_Work task:_
Look through the material below and give the number of lines where the string "sqlx" appears, without any other words.

--- Dataset records ---

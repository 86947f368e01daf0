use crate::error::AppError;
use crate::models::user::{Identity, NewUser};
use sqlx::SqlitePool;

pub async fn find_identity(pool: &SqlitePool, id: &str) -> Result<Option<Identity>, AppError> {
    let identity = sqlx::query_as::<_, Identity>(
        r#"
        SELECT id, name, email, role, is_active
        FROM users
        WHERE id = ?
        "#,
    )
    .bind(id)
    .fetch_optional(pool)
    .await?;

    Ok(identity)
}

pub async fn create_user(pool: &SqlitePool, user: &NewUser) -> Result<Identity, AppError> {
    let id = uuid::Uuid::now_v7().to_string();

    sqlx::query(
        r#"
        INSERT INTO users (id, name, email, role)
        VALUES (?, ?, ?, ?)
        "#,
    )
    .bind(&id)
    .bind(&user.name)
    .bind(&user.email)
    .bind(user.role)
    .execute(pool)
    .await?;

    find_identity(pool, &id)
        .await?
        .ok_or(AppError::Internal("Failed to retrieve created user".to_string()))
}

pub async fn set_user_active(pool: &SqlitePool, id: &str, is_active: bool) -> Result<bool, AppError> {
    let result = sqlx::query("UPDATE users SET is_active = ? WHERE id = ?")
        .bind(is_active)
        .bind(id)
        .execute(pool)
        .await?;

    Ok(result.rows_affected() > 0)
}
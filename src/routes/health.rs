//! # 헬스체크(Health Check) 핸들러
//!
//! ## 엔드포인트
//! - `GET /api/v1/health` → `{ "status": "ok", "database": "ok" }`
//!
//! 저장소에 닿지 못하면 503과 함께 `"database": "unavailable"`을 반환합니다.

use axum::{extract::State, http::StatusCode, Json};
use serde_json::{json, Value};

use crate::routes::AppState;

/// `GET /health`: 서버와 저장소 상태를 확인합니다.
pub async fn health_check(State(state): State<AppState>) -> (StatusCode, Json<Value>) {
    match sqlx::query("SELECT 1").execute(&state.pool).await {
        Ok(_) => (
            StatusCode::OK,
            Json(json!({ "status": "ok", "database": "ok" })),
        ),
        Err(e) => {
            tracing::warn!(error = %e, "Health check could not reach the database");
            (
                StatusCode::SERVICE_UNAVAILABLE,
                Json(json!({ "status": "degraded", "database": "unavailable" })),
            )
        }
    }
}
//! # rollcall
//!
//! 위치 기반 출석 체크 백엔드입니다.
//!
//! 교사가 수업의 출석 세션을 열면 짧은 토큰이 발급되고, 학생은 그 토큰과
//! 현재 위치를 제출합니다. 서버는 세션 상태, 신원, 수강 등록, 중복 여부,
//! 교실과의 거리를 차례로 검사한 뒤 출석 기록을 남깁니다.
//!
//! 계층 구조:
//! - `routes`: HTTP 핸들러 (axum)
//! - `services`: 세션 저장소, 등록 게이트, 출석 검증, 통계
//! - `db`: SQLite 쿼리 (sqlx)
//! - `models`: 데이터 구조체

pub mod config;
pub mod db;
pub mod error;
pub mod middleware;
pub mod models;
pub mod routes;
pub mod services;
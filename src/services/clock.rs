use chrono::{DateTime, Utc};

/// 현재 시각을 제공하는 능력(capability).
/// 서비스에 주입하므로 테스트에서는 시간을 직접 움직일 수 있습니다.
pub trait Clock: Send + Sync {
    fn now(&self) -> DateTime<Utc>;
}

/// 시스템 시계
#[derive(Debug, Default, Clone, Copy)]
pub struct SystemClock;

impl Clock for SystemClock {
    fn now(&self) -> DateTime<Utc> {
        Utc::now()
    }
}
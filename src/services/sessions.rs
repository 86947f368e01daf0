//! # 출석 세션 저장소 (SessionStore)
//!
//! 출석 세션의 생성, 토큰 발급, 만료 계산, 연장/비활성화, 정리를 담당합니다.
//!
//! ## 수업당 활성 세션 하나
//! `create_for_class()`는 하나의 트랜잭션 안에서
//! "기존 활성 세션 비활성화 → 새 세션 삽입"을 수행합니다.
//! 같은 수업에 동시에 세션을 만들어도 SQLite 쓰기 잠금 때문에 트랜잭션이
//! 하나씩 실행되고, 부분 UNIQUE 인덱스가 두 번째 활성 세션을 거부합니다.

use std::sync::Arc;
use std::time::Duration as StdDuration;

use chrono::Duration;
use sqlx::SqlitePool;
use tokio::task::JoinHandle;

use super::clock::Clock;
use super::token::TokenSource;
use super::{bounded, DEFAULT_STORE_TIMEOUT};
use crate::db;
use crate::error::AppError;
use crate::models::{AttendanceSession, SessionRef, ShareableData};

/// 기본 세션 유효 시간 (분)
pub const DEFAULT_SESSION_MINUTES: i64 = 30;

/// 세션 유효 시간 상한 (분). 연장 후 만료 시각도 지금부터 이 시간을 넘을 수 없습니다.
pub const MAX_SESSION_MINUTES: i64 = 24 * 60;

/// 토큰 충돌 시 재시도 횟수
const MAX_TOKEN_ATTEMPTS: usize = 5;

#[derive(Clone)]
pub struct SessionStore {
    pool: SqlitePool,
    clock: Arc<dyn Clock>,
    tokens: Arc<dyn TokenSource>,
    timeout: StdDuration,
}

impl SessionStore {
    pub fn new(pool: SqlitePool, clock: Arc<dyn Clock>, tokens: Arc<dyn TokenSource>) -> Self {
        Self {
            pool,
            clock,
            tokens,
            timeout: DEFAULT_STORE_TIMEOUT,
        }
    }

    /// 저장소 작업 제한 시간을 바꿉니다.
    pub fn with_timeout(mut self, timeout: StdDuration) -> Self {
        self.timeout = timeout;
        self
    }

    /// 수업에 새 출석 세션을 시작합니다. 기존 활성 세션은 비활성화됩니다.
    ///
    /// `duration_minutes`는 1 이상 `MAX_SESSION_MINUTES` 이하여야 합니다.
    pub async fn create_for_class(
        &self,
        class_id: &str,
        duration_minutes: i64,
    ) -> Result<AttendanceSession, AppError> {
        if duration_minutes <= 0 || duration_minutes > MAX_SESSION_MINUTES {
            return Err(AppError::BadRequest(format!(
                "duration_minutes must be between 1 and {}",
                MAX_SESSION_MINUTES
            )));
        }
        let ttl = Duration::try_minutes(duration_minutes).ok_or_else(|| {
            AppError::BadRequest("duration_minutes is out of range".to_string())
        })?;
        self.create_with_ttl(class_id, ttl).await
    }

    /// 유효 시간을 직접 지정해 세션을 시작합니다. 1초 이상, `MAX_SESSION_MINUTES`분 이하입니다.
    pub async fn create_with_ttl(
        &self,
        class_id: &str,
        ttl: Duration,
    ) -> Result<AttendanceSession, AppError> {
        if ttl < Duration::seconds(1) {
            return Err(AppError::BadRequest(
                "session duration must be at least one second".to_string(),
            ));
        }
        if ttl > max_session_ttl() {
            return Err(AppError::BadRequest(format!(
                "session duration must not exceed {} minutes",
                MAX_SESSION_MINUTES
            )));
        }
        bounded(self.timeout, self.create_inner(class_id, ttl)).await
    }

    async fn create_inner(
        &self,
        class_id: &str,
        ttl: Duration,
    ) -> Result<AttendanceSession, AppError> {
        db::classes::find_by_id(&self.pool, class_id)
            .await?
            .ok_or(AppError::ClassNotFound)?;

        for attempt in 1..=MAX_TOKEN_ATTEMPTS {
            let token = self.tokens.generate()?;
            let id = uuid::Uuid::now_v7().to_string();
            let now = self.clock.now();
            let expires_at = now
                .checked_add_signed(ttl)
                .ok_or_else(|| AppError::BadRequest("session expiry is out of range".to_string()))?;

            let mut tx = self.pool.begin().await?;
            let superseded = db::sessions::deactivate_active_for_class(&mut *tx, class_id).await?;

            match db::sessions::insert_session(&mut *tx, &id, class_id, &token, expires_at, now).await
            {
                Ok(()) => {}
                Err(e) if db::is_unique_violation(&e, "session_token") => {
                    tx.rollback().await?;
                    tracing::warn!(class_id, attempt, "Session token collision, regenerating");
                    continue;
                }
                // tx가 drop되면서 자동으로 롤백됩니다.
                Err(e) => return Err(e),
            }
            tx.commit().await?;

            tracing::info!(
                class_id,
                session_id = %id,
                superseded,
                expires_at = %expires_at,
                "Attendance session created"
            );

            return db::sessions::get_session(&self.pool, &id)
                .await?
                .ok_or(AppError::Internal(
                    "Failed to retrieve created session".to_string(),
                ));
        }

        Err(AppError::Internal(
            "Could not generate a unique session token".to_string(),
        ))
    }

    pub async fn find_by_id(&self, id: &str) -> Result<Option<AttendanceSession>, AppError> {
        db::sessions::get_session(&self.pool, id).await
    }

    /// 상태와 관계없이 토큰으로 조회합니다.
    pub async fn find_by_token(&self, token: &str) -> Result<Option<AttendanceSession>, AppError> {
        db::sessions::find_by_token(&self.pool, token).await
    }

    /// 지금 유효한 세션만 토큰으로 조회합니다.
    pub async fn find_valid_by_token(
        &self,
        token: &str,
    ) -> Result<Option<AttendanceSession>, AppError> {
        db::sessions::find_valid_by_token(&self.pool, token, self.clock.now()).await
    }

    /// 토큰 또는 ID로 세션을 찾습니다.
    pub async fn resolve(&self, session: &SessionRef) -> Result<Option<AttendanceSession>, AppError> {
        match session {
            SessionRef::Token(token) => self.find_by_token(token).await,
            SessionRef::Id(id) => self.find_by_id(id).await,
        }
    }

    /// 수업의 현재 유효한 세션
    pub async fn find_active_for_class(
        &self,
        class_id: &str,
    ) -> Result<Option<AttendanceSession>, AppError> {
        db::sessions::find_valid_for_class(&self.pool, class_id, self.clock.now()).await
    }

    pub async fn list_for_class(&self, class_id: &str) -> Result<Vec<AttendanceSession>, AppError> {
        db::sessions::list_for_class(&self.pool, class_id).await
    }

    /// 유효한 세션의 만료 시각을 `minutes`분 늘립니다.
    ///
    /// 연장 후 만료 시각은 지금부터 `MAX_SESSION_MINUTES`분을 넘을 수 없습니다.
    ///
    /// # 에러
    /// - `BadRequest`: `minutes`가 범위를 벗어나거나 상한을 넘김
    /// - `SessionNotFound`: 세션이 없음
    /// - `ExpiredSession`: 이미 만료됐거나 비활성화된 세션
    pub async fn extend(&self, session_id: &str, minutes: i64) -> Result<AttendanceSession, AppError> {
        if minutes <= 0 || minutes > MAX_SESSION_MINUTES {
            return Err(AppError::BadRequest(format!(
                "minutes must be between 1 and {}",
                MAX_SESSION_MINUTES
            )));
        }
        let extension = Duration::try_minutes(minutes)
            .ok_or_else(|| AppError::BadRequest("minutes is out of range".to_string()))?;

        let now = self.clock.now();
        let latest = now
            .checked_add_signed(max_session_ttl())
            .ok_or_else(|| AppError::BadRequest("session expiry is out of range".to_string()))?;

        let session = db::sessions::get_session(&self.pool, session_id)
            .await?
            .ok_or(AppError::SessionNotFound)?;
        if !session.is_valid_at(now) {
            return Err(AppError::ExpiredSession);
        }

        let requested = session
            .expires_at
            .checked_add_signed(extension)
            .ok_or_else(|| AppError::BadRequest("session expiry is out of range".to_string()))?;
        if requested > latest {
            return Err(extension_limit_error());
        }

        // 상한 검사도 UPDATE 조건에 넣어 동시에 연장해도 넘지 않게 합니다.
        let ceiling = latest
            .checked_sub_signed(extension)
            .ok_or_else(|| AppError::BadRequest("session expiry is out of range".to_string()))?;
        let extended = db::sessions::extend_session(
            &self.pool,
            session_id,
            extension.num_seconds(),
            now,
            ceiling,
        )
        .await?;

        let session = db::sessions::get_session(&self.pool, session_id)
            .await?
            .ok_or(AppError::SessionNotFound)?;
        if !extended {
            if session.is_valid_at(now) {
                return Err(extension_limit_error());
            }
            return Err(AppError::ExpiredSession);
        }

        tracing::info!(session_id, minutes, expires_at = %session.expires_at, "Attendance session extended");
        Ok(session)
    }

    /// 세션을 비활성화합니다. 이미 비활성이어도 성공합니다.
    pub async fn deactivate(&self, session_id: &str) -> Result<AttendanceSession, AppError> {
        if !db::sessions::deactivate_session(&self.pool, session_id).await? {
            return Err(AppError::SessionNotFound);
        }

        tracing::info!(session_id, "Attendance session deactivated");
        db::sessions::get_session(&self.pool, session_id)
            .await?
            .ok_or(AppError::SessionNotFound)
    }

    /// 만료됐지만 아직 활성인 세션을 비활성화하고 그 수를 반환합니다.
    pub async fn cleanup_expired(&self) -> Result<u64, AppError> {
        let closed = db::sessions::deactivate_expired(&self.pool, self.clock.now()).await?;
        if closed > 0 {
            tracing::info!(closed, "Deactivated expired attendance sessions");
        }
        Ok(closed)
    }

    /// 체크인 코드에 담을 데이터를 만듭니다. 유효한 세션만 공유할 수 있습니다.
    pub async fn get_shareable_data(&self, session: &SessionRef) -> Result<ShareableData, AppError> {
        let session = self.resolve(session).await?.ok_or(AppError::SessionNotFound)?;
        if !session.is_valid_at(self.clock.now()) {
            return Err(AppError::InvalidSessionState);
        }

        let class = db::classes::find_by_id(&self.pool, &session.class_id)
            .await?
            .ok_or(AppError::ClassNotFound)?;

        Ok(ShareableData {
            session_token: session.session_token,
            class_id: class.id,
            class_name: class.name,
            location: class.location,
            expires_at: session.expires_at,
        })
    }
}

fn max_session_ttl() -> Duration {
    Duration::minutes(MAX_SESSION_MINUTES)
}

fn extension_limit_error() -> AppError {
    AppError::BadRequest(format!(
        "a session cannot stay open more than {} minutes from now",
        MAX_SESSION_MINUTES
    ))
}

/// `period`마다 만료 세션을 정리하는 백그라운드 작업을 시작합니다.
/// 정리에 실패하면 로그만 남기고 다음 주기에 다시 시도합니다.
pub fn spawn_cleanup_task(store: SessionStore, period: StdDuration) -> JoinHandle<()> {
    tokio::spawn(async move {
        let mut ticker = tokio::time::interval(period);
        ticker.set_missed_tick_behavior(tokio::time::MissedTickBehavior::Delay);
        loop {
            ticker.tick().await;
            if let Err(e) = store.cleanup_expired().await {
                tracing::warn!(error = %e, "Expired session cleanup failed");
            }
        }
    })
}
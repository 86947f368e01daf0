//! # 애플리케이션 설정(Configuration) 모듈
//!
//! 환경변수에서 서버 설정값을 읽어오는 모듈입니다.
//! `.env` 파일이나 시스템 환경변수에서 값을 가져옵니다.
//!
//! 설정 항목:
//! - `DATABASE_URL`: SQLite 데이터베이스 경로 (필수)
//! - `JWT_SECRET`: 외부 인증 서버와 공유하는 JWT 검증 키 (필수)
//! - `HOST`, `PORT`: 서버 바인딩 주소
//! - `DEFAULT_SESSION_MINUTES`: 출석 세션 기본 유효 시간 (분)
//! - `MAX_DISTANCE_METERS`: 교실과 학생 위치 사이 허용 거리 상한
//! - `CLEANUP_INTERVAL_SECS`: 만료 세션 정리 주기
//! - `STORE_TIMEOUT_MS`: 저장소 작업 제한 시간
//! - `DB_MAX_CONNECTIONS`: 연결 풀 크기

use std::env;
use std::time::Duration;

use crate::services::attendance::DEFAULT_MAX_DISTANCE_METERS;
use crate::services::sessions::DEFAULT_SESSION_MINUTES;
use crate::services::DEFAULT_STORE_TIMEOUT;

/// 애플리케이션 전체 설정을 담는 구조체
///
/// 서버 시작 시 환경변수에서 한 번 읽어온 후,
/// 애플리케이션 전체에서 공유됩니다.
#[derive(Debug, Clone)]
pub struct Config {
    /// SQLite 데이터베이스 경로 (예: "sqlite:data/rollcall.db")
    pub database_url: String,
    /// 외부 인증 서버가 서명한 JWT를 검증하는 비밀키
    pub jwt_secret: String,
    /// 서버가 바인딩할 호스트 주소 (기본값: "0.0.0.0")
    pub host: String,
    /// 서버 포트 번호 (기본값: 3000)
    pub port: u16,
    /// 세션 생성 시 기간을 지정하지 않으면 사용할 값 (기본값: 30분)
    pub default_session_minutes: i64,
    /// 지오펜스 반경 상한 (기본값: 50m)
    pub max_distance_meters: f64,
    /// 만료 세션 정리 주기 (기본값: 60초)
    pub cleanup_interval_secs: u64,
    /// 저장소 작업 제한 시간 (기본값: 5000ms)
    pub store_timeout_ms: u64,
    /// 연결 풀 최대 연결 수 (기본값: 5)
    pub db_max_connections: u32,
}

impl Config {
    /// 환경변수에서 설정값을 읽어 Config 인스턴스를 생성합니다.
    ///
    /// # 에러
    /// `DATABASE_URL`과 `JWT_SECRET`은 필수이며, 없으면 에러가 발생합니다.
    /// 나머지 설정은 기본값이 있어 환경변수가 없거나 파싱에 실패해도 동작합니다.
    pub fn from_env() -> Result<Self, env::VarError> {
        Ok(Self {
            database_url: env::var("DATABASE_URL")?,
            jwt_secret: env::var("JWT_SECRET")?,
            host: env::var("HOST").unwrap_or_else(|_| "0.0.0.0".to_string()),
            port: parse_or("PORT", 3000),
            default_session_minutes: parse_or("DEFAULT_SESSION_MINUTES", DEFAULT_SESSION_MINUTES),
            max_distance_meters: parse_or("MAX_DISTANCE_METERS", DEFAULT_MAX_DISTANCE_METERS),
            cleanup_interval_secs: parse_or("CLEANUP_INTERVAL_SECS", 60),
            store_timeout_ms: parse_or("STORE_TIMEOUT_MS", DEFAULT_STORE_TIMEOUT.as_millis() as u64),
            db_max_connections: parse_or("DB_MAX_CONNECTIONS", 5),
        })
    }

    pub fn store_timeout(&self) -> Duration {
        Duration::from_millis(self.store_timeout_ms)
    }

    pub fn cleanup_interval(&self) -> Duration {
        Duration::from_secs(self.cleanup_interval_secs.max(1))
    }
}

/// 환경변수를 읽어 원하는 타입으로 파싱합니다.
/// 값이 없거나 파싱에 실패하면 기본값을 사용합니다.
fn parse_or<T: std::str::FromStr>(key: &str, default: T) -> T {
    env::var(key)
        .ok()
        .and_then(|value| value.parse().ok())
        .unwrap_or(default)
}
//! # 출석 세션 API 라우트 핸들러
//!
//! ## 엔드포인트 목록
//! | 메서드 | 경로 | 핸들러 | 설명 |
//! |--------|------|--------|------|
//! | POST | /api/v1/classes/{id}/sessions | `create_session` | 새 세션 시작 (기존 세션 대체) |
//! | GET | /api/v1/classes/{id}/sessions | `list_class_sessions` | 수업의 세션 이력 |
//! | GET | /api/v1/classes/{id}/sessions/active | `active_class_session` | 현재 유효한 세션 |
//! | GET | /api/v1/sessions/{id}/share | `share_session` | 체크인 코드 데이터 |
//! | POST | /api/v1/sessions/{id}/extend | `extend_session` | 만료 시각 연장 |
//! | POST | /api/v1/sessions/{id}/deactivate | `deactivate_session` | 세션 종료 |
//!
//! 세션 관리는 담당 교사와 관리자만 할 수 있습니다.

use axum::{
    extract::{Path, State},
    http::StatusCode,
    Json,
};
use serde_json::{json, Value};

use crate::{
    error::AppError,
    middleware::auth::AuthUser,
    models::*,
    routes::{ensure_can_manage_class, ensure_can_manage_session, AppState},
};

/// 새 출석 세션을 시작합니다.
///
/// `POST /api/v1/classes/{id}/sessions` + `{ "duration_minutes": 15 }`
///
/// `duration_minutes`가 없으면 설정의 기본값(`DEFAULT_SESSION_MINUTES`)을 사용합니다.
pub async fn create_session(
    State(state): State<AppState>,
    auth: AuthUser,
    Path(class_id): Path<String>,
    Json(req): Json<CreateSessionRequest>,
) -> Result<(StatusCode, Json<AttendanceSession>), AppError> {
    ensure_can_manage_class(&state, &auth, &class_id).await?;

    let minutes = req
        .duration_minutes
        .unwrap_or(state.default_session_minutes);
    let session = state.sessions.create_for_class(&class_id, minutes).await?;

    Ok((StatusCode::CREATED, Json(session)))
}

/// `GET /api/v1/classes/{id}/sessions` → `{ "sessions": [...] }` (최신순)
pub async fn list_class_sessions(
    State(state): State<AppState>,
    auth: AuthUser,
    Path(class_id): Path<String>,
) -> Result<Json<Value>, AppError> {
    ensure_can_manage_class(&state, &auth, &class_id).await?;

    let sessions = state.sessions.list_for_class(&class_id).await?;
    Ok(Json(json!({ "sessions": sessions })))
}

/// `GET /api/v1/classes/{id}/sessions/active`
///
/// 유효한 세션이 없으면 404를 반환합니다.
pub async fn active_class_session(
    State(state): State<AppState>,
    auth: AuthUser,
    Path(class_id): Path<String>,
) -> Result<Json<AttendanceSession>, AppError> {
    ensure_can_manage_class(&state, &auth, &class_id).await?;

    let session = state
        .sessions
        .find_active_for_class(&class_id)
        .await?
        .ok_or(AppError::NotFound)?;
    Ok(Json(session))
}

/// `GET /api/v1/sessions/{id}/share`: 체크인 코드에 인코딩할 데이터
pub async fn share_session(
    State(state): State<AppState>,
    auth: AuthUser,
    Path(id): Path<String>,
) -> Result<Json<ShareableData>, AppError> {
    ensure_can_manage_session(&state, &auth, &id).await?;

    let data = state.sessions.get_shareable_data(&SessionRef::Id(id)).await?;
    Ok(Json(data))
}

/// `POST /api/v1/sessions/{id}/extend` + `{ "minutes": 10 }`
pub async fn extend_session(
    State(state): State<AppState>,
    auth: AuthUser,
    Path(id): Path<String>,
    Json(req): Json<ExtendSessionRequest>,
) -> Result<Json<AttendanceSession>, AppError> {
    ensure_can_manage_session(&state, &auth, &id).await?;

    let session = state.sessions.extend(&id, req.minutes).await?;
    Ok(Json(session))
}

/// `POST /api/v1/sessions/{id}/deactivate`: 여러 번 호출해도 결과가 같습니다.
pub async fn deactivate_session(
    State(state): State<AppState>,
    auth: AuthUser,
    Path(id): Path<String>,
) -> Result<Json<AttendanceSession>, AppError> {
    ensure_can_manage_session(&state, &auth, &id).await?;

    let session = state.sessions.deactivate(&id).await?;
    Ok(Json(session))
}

---

_Output below:_
7